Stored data
Content starts

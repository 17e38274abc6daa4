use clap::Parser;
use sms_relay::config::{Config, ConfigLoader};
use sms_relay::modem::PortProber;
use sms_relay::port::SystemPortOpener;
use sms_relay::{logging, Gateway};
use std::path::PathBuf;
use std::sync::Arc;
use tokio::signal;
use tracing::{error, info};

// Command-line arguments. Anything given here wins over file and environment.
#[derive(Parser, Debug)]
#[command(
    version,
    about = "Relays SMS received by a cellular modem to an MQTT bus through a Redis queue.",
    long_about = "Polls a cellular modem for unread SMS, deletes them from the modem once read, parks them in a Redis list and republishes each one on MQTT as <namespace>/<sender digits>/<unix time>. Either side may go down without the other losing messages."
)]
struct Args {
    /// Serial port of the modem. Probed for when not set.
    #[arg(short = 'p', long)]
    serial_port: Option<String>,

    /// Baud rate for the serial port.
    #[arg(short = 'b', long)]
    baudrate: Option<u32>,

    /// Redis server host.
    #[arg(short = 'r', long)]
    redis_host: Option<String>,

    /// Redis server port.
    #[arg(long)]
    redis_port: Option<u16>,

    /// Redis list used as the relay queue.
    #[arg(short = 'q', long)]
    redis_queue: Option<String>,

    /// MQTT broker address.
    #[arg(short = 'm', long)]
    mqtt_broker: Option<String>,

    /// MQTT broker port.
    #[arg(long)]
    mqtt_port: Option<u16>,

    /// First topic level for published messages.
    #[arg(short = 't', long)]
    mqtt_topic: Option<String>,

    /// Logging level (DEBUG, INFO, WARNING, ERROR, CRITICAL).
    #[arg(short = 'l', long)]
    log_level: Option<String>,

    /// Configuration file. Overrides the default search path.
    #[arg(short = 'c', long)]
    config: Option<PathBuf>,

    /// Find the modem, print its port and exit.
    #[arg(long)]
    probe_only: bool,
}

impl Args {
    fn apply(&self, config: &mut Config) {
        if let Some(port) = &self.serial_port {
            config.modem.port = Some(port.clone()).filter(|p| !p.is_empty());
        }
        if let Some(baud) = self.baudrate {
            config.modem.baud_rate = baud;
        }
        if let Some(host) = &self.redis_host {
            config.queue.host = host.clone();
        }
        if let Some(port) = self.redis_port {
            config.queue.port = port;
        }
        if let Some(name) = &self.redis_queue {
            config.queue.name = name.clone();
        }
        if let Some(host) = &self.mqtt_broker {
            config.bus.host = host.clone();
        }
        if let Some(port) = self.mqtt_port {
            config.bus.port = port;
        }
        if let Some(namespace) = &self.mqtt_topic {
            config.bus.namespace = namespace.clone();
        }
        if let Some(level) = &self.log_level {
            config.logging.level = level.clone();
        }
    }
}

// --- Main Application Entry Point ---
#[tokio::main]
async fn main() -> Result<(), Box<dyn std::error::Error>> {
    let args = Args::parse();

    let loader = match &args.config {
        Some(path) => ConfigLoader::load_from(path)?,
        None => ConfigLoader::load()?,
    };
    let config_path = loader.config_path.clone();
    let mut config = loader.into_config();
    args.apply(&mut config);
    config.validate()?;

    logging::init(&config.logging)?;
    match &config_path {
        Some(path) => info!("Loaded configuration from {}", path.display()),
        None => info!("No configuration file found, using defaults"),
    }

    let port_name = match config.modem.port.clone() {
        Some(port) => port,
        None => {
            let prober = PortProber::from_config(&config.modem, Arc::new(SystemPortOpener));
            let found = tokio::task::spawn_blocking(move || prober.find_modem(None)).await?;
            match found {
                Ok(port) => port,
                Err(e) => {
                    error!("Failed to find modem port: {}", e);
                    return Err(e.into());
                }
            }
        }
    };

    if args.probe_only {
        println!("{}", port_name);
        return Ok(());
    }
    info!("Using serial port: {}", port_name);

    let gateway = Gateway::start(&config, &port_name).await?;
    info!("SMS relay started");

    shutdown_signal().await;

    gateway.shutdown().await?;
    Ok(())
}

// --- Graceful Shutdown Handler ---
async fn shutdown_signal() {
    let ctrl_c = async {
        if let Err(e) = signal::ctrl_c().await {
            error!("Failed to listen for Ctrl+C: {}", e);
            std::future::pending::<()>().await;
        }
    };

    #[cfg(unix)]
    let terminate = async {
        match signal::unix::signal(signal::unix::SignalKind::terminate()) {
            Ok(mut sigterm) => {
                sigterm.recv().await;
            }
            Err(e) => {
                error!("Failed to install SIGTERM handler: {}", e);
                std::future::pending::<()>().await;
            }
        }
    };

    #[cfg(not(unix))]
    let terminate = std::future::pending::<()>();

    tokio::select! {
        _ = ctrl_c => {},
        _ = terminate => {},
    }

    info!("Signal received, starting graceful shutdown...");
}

Content ends

WHAT YOU NEED TO DO » Reproduce every entry above so that each one matches its source exactly.

EXERCISE RESULT »
repository 17e38274abc6daa4
use clap::Parser;
use sms_relay::config::{Config, ConfigLoader};
use sms_relay::modem::PortProber;
use sms_relay::port::SystemPortOpener;
use sms_relay::{logging, Gateway};
use std::path::PathBuf;
use std::sync::Arc;
use tokio::signal;
use tracing::{error, info};

// Command-line arguments. Anything given here wins over file and environment.
#[derive(Parser, Debug)]
#[command(
    version,
    about = "Relays SMS received by a cellular modem to an MQTT bus through a Redis queue.",
    long_about = "Polls a cellular modem for unread SMS, deletes them from the modem once read, parks them in a Redis list and republishes each one on MQTT as <namespace>/<sender digits>/<unix time>. Either side may go down without the other losing messages."
)]
struct Args {
    /// Serial port of the modem. Probed for when not set.
    #[arg(short = 'p', long)]
    serial_port: Option<String>,

    /// Baud rate for the serial port.
    #[arg(short = 'b', long)]
    baudrate: Option<u32>,

    /// Redis server host.
    #[arg(short = 'r', long)]
    redis_host: Option<String>,

    /// Redis server port.
    #[arg(long)]
    redis_port: Option<u16>,

    /// Redis list used as the relay queue.
    #[arg(short = 'q', long)]
    redis_queue: Option<String>,

    /// MQTT broker address.
    #[arg(short = 'm', long)]
    mqtt_broker: Option<String>,

    /// MQTT broker port.
    #[arg(long)]
    mqtt_port: Option<u16>,

    /// First topic level for published messages.
    #[arg(short = 't', long)]
    mqtt_topic: Option<String>,

    /// Logging level (DEBUG, INFO, WARNING, ERROR, CRITICAL).
    #[arg(short = 'l', long)]
    log_level: Option<String>,

    /// Configuration file. Overrides the default search path.
    #[arg(short = 'c', long)]
    config: Option<PathBuf>,

    /// Find the modem, print its port and exit.
    #[arg(long)]
    probe_only: bool,
}

impl Args {
    fn apply(&self, config: &mut Config) {
        if let Some(port) = &self.serial_port {
            config.modem.port = Some(port.clone()).filter(|p| !p.is_empty());
        }
        if let Some(baud) = self.baudrate {
            config.modem.baud_rate = baud;
        }
        if let Some(host) = &self.redis_host {
            config.queue.host = host.clone();
        }
        if let Some(port) = self.redis_port {
            config.queue.port = port;
        }
        if let Some(name) = &self.redis_queue {
            config.queue.name = name.clone();
        }
        if let Some(host) = &self.mqtt_broker {
            config.bus.host = host.clone();
        }
        if let Some(port) = self.mqtt_port {
            config.bus.port = port;
        }
        if let Some(namespace) = &self.mqtt_topic {
            config.bus.namespace = namespace.clone();
        }
        if let Some(level) = &self.log_level {
            config.logging.level = level.clone();
        }
    }
}

// --- Main Application Entry Point ---
#[tokio::main]
async fn main() -> Result<(), Box<dyn std::error::Error>> {
    let args = Args::parse();

    let loader = match &args.config {
        Some(path) => ConfigLoader::load_from(path)?,
        None => ConfigLoader::load()?,
    };
    let config_path = loader.config_path.clone();
    let mut config = loader.into_config();
    args.apply(&mut config);
    config.validate()?;

    logging::init(&config.logging)?;
    match &config_path {
        Some(path) => info!("Loaded configuration from {}", path.display()),
        None => info!("No configuration file found, using defaults"),
    }

    let port_name = match config.modem.port.clone() {
        Some(port) => port,
        None => {
            let prober = PortProber::from_config(&config.modem, Arc::new(SystemPortOpener));
            let found = tokio::task::spawn_blocking(move || prober.find_modem(None)).await?;
            match found {
                Ok(port) => port,
                Err(e) => {
                    error!("Failed to find modem port: {}", e);
                    return Err(e.into());
                }
            }
        }
    };

    if args.probe_only {
        println!("{}", port_name);
        return Ok(());
    }
    info!("Using serial port: {}", port_name);

    let gateway = Gateway::start(&config, &port_name).await?;
    info!("SMS relay started");

    shutdown_signal().await;

    gateway.shutdown().await?;
    Ok(())
}

// --- Graceful Shutdown Handler ---
async fn shutdown_signal() {
    let ctrl_c = async {
        if let Err(e) = signal::ctrl_c().await {
            error!("Failed to listen for Ctrl+C: {}", e);
            std::future::pending::<()>().await;
        }
    };

    #[cfg(unix)]
    let terminate = async {
        match signal::unix::signal(signal::unix::SignalKind::terminate()) {
            Ok(mut sigterm) => {
                sigterm.recv().await;
            }
            Err(e) => {
                error!("Failed to install SIGTERM handler: {}", e);
                std::future::pending::<()>().await;
            }
        }
    };

    #[cfg(not(unix))]
    let terminate = std::future::pending::<()>();

    tokio::select! {
        _ = ctrl_c => {},
        _ = terminate => {},
    }

    info!("Signal received, starting graceful shutdown...");
}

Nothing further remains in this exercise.